Между всеми образами этого отрывка, как мы видим, нет никакой смысловой связи. Речь Лижизада действительно перескакивает "с петуха на осла". Речь эта построена в духе нашей поговорки - "в огороде бузина, а в Киеве дядька". Но самые несвязные образы эти по своему характеру выдержаны в духе всей раблезианской системы образов: перед нами типичная гротескная картина мира, где рожающее, пожирающее и испражняющееся тело сливается с природой и с космическими явлениями: рифейские скалы, бесплодные на фальшивые камни, море, беременное горшком щей и объевшееся топоров с горчицей, врачи, исследующие мочу моря ("комплекс Пантагрюэля"). Мы видим здесь далее различны кухонные и бытовые принадлежности и действия: в их карнавальном употреблении (т.е. наоборот своему назначению): раздача супа быкам, кормление собак овсом, топоры в качестве еды. Наконец, все эти гротескно-телесные, космические и карнавальные образы смешаны с политическими и историческими событиями (восстание швейцарцев, депеши и эстафеты, чтобы задержать корабли). Все эти образы и самый характер их смешения типичны для народно-праздничных форм. Мы найдем их и в современных Рабле соти и фарсах. Но там они подчинены определенным сюжетным и смысловым линиям (не всегда, конечно); в приведенном же отрывке ведется абсолютно свободная карнавальная игра этими образами, не стесненная никакими смысловыми рамками. Благодаря этому границы между вещами и явлениями совершенно стираются и гротескный облик мира выступает с большою резкостью.
В условиях коренной ломки иерархической картины мира и построения новой картины его, в условиях перещупывания заново всех старых слов, вещей и понятий, "coq-a-l'ane" как форма, дававшая временное освобождение их от всех смысловых связей, как форма вольной рекреации их, имела существенное значение. Это была своего рода карнавализация речи, освобождающая ее от односторонней хмурой серьезности официального мировоззрения, а также и от ходячих истин и обычных точек зрения. Этот словесный карнавал освобождал сознание человека от многовековых пут средневекового мировоззрения, подготовляя новую трезвую серьезность.

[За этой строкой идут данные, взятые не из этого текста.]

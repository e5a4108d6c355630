/// The order in which bits are pulled out of each source byte.
///
/// Shipped Huffman payloads are read least-significant bit first. Each
/// asset domain uses one order for all of its chunks.
#[derive(Debug, Clone, Copy, PartialEq, Eq, Default, serde::Deserialize)]
#[serde(rename_all = "kebab-case")]
pub enum BitOrder {
    #[default]
    LsbFirst,
    MsbFirst,
}

impl BitOrder {
    fn first_mask(self) -> u8 {
        match self {
            BitOrder::LsbFirst => 0x01,
            BitOrder::MsbFirst => 0x80,
        }
    }

    fn next_mask(self, mask: u8) -> u8 {
        match self {
            BitOrder::LsbFirst => mask << 1,
            BitOrder::MsbFirst => mask >> 1,
        }
    }
}

/// Reads single bits from a byte slice, loading the next byte only once the
/// current one is used up.
#[derive(Debug, Clone)]
pub struct BitStream<'a> {
    data: &'a [u8],
    next_byte: usize,
    curr_byte: u8,
    mask: u8,
    order: BitOrder,
}

impl<'a> BitStream<'a> {
    #[must_use]
    pub fn new(data: &'a [u8], order: BitOrder) -> Self {
        Self {
            data,
            next_byte: 0,
            curr_byte: 0,
            mask: 0,
            order,
        }
    }

    /// Returns the next bit, or `None` once every byte has been consumed.
    pub fn read_bit(&mut self) -> Option<bool> {
        if self.mask == 0 {
            self.curr_byte = *self.data.get(self.next_byte)?;
            self.next_byte += 1;
            self.mask = self.order.first_mask();
        }
        let bit = self.curr_byte & self.mask != 0;
        self.mask = self.order.next_mask(self.mask);
        Some(bit)
    }

    /// The number of source bytes backing this stream.
    #[must_use]
    pub fn source_len(&self) -> usize {
        self.data.len()
    }

    /// The number of source bytes that have been at least partially read.
    #[must_use]
    pub fn bytes_consumed(&self) -> usize {
        self.next_byte
    }
}

#[cfg(test)]
mod tests {
    use super::*;

    fn collect_bits(data: &[u8], order: BitOrder) -> Vec<bool> {
        let mut stream = BitStream::new(data, order);
        std::iter::from_fn(|| stream.read_bit()).collect()
    }

    #[test]
    fn lsb_first_reads_low_bit_first() {
        let bits = collect_bits(&[0b0000_0110], BitOrder::LsbFirst);
        assert_eq!(
            bits,
            [false, true, true, false, false, false, false, false]
        );
    }

    #[test]
    fn msb_first_reads_high_bit_first() {
        let bits = collect_bits(&[0b1000_0001], BitOrder::MsbFirst);
        assert_eq!(bits, [true, false, false, false, false, false, false, true]);
    }

    #[test]
    fn exhaustion_is_distinct_from_a_zero_bit() {
        let mut stream = BitStream::new(&[0x00], BitOrder::LsbFirst);
        for _ in 0..8 {
            assert_eq!(stream.read_bit(), Some(false));
        }
        assert_eq!(stream.read_bit(), None);
        assert_eq!(stream.read_bit(), None);
        assert_eq!(stream.bytes_consumed(), 1);
    }

    #[test]
    fn empty_stream_yields_nothing() {
        let mut stream = BitStream::new(&[], BitOrder::MsbFirst);
        assert_eq!(stream.read_bit(), None);
        assert_eq!(stream.source_len(), 0);
    }

    #[test]
    fn crosses_byte_boundaries() {
        let bits = collect_bits(&[0xFF, 0x01], BitOrder::LsbFirst);
        assert_eq!(bits.len(), 16);
        assert!(bits[..9].iter().all(|&b| b));
        assert!(bits[9..].iter().all(|&b| !b));
    }
}
use std::{io::Write as _, path::PathBuf};

use anyhow::Context as _;
use c3dev::{
    assets::{AssetDomain, AssetStore, ChunkOffset},
    utils::debug::hex_dump_to,
};
use clap::{Parser, Subcommand, ValueEnum};

use crate::cli::{BatchReport, GameArgs, write_output};

#[derive(Clone, Copy, ValueEnum)]
enum Domain {
    Graphics,
    Audio,
}

impl From<Domain> for AssetDomain {
    fn from(domain: Domain) -> Self {
        match domain {
            Domain::Graphics => AssetDomain::Graphics,
            Domain::Audio => AssetDomain::Audio,
        }
    }
}

/// Lists every chunk slot with its offset and compressed size.
#[derive(Parser)]
struct ListChunks {
    /// Only show slots that hold data.
    #[clap(long)]
    present_only: bool,
}

impl ListChunks {
    fn run(&self, store: &AssetStore) -> anyhow::Result<()> {
        let directory = store.directory();
        let mut out = std::io::stdout().lock();
        writeln!(out, "{:>5}  {:>8}  {:>8}", "index", "offset", "size")?;
        for index in 0..directory.chunk_count() {
            match directory.entry(index)? {
                ChunkOffset::Present(offset) => {
                    let size = directory
                        .byte_range(index)
                        .map_or_else(|_| "?".to_string(), |range| range.len().to_string());
                    writeln!(out, "{index:>5}  {offset:>8x}  {size:>8}")?;
                }
                ChunkOffset::Sparse if !self.present_only => {
                    writeln!(out, "{index:>5}  {:>8}  {:>8}", "-", "-")?;
                }
                ChunkOffset::Sparse => {}
            }
        }
        Ok(())
    }
}

/// Decodes one chunk and prints a hex dump of it.
#[derive(Parser)]
struct DumpChunk {
    /// The chunk index.
    #[clap(index = 1)]
    index: usize,
    /// Write the decoded bytes to this file instead of dumping them.
    #[clap(short = 'o', long)]
    output: Option<PathBuf>,
    /// Dump the compressed bytes, length prefix included.
    #[clap(long)]
    raw: bool,
}

impl DumpChunk {
    fn run(&self, store: &AssetStore) -> anyhow::Result<()> {
        let data = if self.raw {
            store.raw_chunk(self.index)?
        } else {
            store.chunk(self.index)?
        };
        let data = data.with_context(|| format!("Chunk {} is unused", self.index))?;
        match &self.output {
            Some(path) => write_output(path, &data)?,
            None => hex_dump_to(std::io::stdout().lock(), &data, 0)?,
        }
        Ok(())
    }
}

/// Decodes a range of chunks into `<index>.bin` files.
#[derive(Parser)]
struct ExtractChunks {
    /// First chunk index to extract.
    #[clap(index = 1)]
    start: usize,
    /// Index one past the last chunk to extract.
    #[clap(index = 2)]
    end: usize,
    /// Directory to write the chunk files into.
    #[clap(short = 'o', long)]
    output_dir: PathBuf,
}

impl ExtractChunks {
    fn run(&self, store: &AssetStore) -> anyhow::Result<()> {
        let mut report = BatchReport::default();
        for index in self.start..self.end {
            match store.chunk(index) {
                Ok(Some(data)) => {
                    write_output(&self.output_dir.join(format!("{index}.bin")), &data)?;
                    report.written();
                }
                Ok(None) => {
                    log::debug!("Chunk {index} is unused");
                    report.skipped();
                }
                Err(err) => report.failed(&format!("Chunk {index}"), &err),
            }
        }
        report.finish("chunks")
    }
}

#[derive(Subcommand)]
enum ChunksCommand {
    #[clap(name = "list", visible_alias = "ls")]
    List(ListChunks),
    #[clap(name = "dump")]
    Dump(DumpChunk),
    #[clap(name = "extract")]
    Extract(ExtractChunks),
}

#[derive(Parser)]
pub(crate) struct Chunks {
    /// Which set of asset files to read.
    #[clap(index = 1, value_enum)]
    domain: Domain,
    #[clap(subcommand)]
    command: ChunksCommand,
}

impl Chunks {
    pub(crate) fn run(&self, game: &GameArgs) -> anyhow::Result<()> {
        let store = game.open_store(self.domain.into())?;
        match &self.command {
            ChunksCommand::List(list) => list.run(&store),
            ChunksCommand::Dump(dump) => dump.run(&store),
            ChunksCommand::Extract(extract) => extract.run(&store),
        }
    }
}
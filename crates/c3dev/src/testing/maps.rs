use crate::{
    compression::carmack::{FAR_POINTER, NEAR_POINTER},
    maps::{MAP_DELIMITER, NAME_SIZE},
    testing::rlew,
};

/// Wraps `src` as Carmack data without back references, escaping words
/// whose high byte collides with a pointer tag.
pub(crate) fn carmack_literals(src: &[u8]) -> Vec<u8> {
    let mut out = Vec::with_capacity(src.len());
    for pair in src.chunks_exact(2) {
        let (low, high) = (pair[0], pair[1]);
        if high == NEAR_POINTER || high == FAR_POINTER {
            out.extend([0x00, high, low]);
        } else {
            out.extend([low, high]);
        }
    }
    out
}

/// A plane as stored in the map container: the Carmack-expanded length,
/// then Carmack data wrapping the RLEW stream.
pub(crate) fn plane_bytes(words: &[u16]) -> Vec<u8> {
    let rlew = rlew::compress(words);
    let mut out = u16::try_from(rlew.len()).unwrap().to_le_bytes().to_vec();
    out.extend(carmack_literals(&rlew));
    out
}

pub(crate) struct TestMap<'a> {
    pub(crate) name: &'a str,
    pub(crate) width: u16,
    pub(crate) height: u16,
    pub(crate) planes: [Option<Vec<u16>>; 3],
}

/// Lays out a container: a signature, then per map its plane data, its
/// header, and the delimiter.
pub(crate) fn map_file(maps: &[TestMap<'_>]) -> Vec<u8> {
    let mut out = b"TED5v1.0".to_vec();
    for map in maps {
        let mut starts = [0i32; 3];
        let mut lengths = [0u16; 3];
        for (plane, words) in map.planes.iter().enumerate() {
            if let Some(words) = words {
                let bytes = plane_bytes(words);
                starts[plane] = i32::try_from(out.len()).unwrap();
                lengths[plane] = u16::try_from(bytes.len()).unwrap();
                out.extend(bytes);
            }
        }
        out.extend(header_bytes(starts, lengths, map.width, map.height, map.name));
        out.extend_from_slice(MAP_DELIMITER);
    }
    out
}

pub(crate) fn header_bytes(
    starts: [i32; 3],
    lengths: [u16; 3],
    width: u16,
    height: u16,
    name: &str,
) -> Vec<u8> {
    let mut out = Vec::new();
    for start in starts {
        out.extend(start.to_le_bytes());
    }
    for length in lengths {
        out.extend(length.to_le_bytes());
    }
    out.extend(width.to_le_bytes());
    out.extend(height.to_le_bytes());
    let mut name_buf = [0u8; NAME_SIZE];
    name_buf[..name.len()].copy_from_slice(name.as_bytes());
    out.extend(name_buf);
    out
}
//! Pictures stored in the graphics chunks.
//!
//! Chunk 0 is a table of picture dimensions. Row `i` of that table describes
//! the picture in chunk `i + 5`; the chunks in between hold fonts and other
//! non-picture data.

mod picture_table;
mod planar;

pub use self::picture_table::{Dimensions, PictureTable};
pub use self::planar::{PLANE_COUNT, Picture, PixelSource, Rgba};

use crate::assets::{AssetStore, ChunkError};

pub const PICTURE_TABLE_CHUNK: usize = 0;
pub const FIRST_PICTURE_CHUNK: usize = 5;

#[derive(Debug, thiserror::Error)]
pub enum GraphicsError {
    #[error("Chunk {index} has no row in the picture table of {table_len} entries")]
    NoPictureEntry { index: usize, table_len: usize },
    #[error("Picture {index} has invalid dimensions {dimensions}")]
    InvalidDimensions {
        index: usize,
        dimensions: Dimensions,
    },
    #[error("The picture table chunk is absent")]
    MissingPictureTable,
    #[error(transparent)]
    Chunk(#[from] ChunkError),
}

/// Picture lookup on top of a graphics [`AssetStore`].
#[derive(Debug)]
pub struct Graphics {
    store: AssetStore,
}

impl Graphics {
    #[must_use]
    pub fn new(store: AssetStore) -> Self {
        Self { store }
    }

    #[must_use]
    pub fn store(&self) -> &AssetStore {
        &self.store
    }

    pub fn picture_table(&self) -> Result<PictureTable, GraphicsError> {
        let chunk = self
            .store
            .chunk(PICTURE_TABLE_CHUNK)?
            .ok_or(GraphicsError::MissingPictureTable)?;
        Ok(PictureTable::from_bytes(&chunk))
    }

    /// The dimensions recorded for the picture in chunk `index`.
    pub fn dimensions(&self, index: usize) -> Result<Dimensions, GraphicsError> {
        let table = self.picture_table()?;
        index
            .checked_sub(FIRST_PICTURE_CHUNK)
            .and_then(|row| table.get(row))
            .ok_or(GraphicsError::NoPictureEntry {
                index,
                table_len: table.len(),
            })
    }

    /// The picture in chunk `index`, or `None` if that chunk is unused.
    pub fn picture(&self, index: usize) -> Result<Option<Picture>, GraphicsError> {
        let dimensions = self.dimensions(index)?;
        let (width, height) = dimensions
            .to_usize()
            .ok_or(GraphicsError::InvalidDimensions { index, dimensions })?;
        let Some(data) = self.store.chunk(index)? else {
            return Ok(None);
        };
        let picture = Picture::new(data, width, height);
        if !picture.has_all_planes() {
            log::warn!(
                "Picture {index} ({dimensions}) has {} bytes, short of {} planes",
                picture.data().len(),
                PLANE_COUNT
            );
        }
        Ok(Some(picture))
    }
}
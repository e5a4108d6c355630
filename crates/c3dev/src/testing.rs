//! Fixture builders shared by the unit tests. The encoders here exist only
//! to produce inputs for the decoders.

pub(crate) mod assets;
pub(crate) mod huffman;
pub(crate) mod maps;
pub(crate) mod rlew;
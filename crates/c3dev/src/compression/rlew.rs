//! Run-length expansion over little-endian 16-bit words.
//!
//! The stream starts with the expanded size in bytes. After that, the tag
//! word [`RLEW_TAG`] introduces a `(count, value)` run; any other word is
//! copied through as-is.

/// The sentinel word marking a run.
pub const RLEW_TAG: u16 = 0xABCD;

#[derive(Debug, Clone, PartialEq, Eq, thiserror::Error)]
pub enum RlewError {
    #[error("RLEW data is missing its length word")]
    MissingLength,
    #[error("Destination has length {expected} but compressed data declares {declared}")]
    DeclaredLengthMismatch { declared: usize, expected: usize },
    #[error("Run at word {word_index} is missing its count or value")]
    Truncated { word_index: usize },
    #[error("Run at word {word_index} writes past the destination length {expected}")]
    Overrun { word_index: usize, expected: usize },
    #[error("Destination has length {expected} but was filled to {produced}")]
    LengthMismatch { expected: usize, produced: usize },
}

/// Expands `src` into `dst`, which must be exactly the declared size.
///
/// A trailing odd byte in `src` cannot form a word and is ignored.
pub fn rlew_expand(src: &[u8], dst: &mut [u8]) -> Result<(), RlewError> {
    let mut words = src
        .chunks_exact(2)
        .map(|pair| u16::from_le_bytes([pair[0], pair[1]]))
        .enumerate();

    let (_, declared) = words.next().ok_or(RlewError::MissingLength)?;
    let declared = usize::from(declared);
    if declared != dst.len() {
        return Err(RlewError::DeclaredLengthMismatch {
            declared,
            expected: dst.len(),
        });
    }

    let mut writer = WordWriter { dst, pos: 0 };
    while let Some((word_index, word)) = words.next() {
        if word == RLEW_TAG {
            let (Some((_, count)), Some((_, value))) = (words.next(), words.next()) else {
                return Err(RlewError::Truncated { word_index });
            };
            for _ in 0..count {
                writer.put(word_index, value)?;
            }
        } else {
            writer.put(word_index, word)?;
        }
    }

    if writer.pos != writer.dst.len() {
        return Err(RlewError::LengthMismatch {
            expected: writer.dst.len(),
            produced: writer.pos,
        });
    }
    Ok(())
}

/// Allocates a destination of `expanded_len` bytes and expands into it.
pub fn rlew_expand_to_vec(src: &[u8], expanded_len: usize) -> Result<Vec<u8>, RlewError> {
    let mut dst = vec![0u8; expanded_len];
    rlew_expand(src, &mut dst)?;
    Ok(dst)
}

struct WordWriter<'a> {
    dst: &'a mut [u8],
    pos: usize,
}

impl WordWriter<'_> {
    fn put(&mut self, word_index: usize, word: u16) -> Result<(), RlewError> {
        let Some(slot) = self.dst.get_mut(self.pos..self.pos + 2) else {
            return Err(RlewError::Overrun {
                word_index,
                expected: self.dst.len(),
            });
        };
        slot.copy_from_slice(&word.to_le_bytes());
        self.pos += 2;
        Ok(())
    }
}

Вернемся к вопросу слияния хвалы-брани у Рабле. Обратимся к анализу другого примера.
В "Третьей книге" есть известный эпизод, где Пантагрюэль и Панург наперерыв (амебейно) прославляют шута Трибуле. Они дают двести восемь эпитетов, определяющих степень его глупости (folie). Это тоже своего рода литания. Самые эпитеты заимствованы из различнейших сфер: из астрономии, из музыки, из медицины, из мира правовых и государственных отношений, из соколиной охоты и т.д. Появление этих эпитетов так же неожиданно и алогично, как и в разобранной нами выше пародийной литании. И здесь все амбивалентно: ведь все эти эпитеты, выражающие высшую степень какого-либо качества, применены к глупости, прославляют глупость. Но и глупость, как мы знаем, сама амбивалентна. Носитель ее шут или дурак - король обратного мира. В слове "fol", как и в слове "couillon", хвала и брань сливаются в нераздельное единство. Воспринять слово "дурак" как чистое ругательство, то есть чистое отрицание, или, наоборот, как чистую хвалу (вроде "святой"), значит разрушить весь смысл этой амебейной литании. В другом месте романа к Трибуле применяется термин "морософ", что значит "глупомудрый". Известна раблезианская комическая этимологизация слова "philosophie", как "fin folie". Все это - игра на той же амбивалентности слова и образа "fol".
Прославление Трибуле сам Рабле называет "blason". Блазон - очень характерное литературное явление той эпохи. Самое слово "blason", помимо своего специально геральдического употребления, имеет двойное значение: оно означает одновременно и хвалу и брань. Такое двойное значение было у этого слова уже в старофранцузском; оно полностью сохраняется и в эпоху Рабле (хотя несколько ослабевает его отрицательное значение, то есть blame); лишь позже значение "blason" ограничивается только хвалой (louange).
Блазоны были чрезвычайно распространены в литературе первой половины XVI века. Блазонировали всё - не только лиц, но и вещи.